The Anomaly Detection component identifies data points or patterns in a dataset that significantly deviate from normal behavior. It supports two detection methods: Box Plot for continuous (numeric) features and Attribute Value Frequency (AVF) for categorical (enumeration) features, making it suitable for detecting errors, frauds, and outliers across a wide range of datasets.
Choose a detection method
Select the method that matches your column types before configuring the component.
| Method | Feature type | Use when |
|---|---|---|
| Box Plot | Continuous (numeric) | Columns contain numeric measurements, such as prices, rates, or counts |
| Attribute Value Frequency (AVF) | Categorical (enumeration) | Columns contain discrete categories, such as status codes, labels, or identifiers |
Each method applies only to columns that match its feature type.
Configure the component
Method 1: Configure on the pipeline page (recommended)

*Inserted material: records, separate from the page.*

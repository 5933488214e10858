use opencv::core::{self, Mat, Point, Rect, Scalar};
use opencv::imgproc;
use opencv::prelude::*;
use opencv::Result;

use crate::modules::{extract_candidates, Candidate};

pub fn blank_mask(rows: i32, cols: i32) -> Result<Mat> {
	Mat::new_rows_cols_with_default(rows, cols, core::CV_8UC1, Scalar::all(0.))
}

pub fn blank_frame(rows: i32, cols: i32) -> Result<Mat> {
	Mat::new_rows_cols_with_default(rows, cols, core::CV_8UC3, Scalar::all(0.))
}

pub fn fill_rect(img: &mut Mat, x: i32, y: i32, width: i32, height: i32, value: f64) -> Result<()> {
	imgproc::rectangle(img, Rect::new(x, y, width, height), Scalar::all(value), imgproc::FILLED, imgproc::LINE_8, 0)
}

pub fn fill_circle(img: &mut Mat, x: i32, y: i32, radius: i32) -> Result<()> {
	imgproc::circle(img, Point::new(x, y), radius, Scalar::all(255.), imgproc::FILLED, imgproc::LINE_8, 0)
}

/// The single candidate of a mask holding one blob.
pub fn only_candidate(mask: &Mat) -> Result<Candidate> {
	let mut candidates = extract_candidates(mask)?;
	assert_eq!(candidates.len(), 1, "expected exactly one blob");
	Ok(candidates.remove(0))
}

In Machine Learning Designer, add the Anomaly Detection component to your pipeline, then set the following parameters in the component panel.
| Parameter | Description |
|---|---|
| Feature Columns | The columns to include in anomaly detection. Select all columns that belong to the same feature type. |
| Anomaly Detection Method | The detection method. Select Box Plot for continuous features or Attribute Value Frequency (AVF) for categorical features. |
Method 2: Use PAI commands
Run the Anomaly Detection component through Platform for AI (PAI) commands. Use the SQL Script component to call PAI commands. For more information, see SQL Script (Scenario 4: Execute PAI commands within the SQL script component).

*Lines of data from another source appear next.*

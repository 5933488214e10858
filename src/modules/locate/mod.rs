mod largestarea;
mod reference;
mod shapematch;

pub use largestarea::LargestArea;
pub use reference::ReferenceShape;
pub use shapematch::ShapeMatch;

use crate::modules::Candidate;

use itertools::Itertools;

use std::cmp::Ordering;

/// Largest candidate by area; the first one seen wins a tie.
pub fn largest(candidates: &[Candidate]) -> Option<&Candidate> {
	candidates
		.iter()
		.max_set_by(|a, b| a.area.partial_cmp(&b.area).unwrap_or(Ordering::Equal))
		.into_iter()
		.next()
}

PAI -name fe_detect_runner -project algo_public
-DselectedCols="emp_var_rate,cons_price_rate,cons_conf_idx,euribor3m,nr_employed" \
-Dlifecycle="28"
-DdetectStrategy="boxPlot"
-DmodelTable="pai_temp_2458_23565_2"
-DinputTable="pai_bank_data"
-DoutputTable="pai_temp_2458_23565_1";Parameters
| Parameter | Required | Type | Default | Valid values | Description |
|---|---|---|---|---|---|
inputTable | Yes | String | — | — | The name of the input table. |
inputTablePartitions | No | String | All partitions | — | The partitions in the input table. If not specified, all partitions are used. See Partition format for syntax. |
selectedCols | Yes | String | — | — | The feature columns to analyze. Accepts any data type. |
detectStrategy | Yes | String | — | boxPlot, avf | The detection method. Use boxPlot for continuous features or avf for categorical features. |
outputTable | Yes | String | — | — | The name of the output table. Contains data with anomalous features. |
modelTable | Yes | String | — | — | The name of the table used to store the anomaly detection model. |
lifecycle | No | Integer | 7 | — | The lifecycle of the output table. |
coreNum | No | Integer | — | 1–9999 | The number of cores. Must be set together with memSizePerCore. |
memSizePerCore | No | Integer (MB) | — | 2048–65536 | The memory allocated per core. Must be set together with coreNum. |
Partition format
Use the inputTablePartitions parameter to filter input data by partition.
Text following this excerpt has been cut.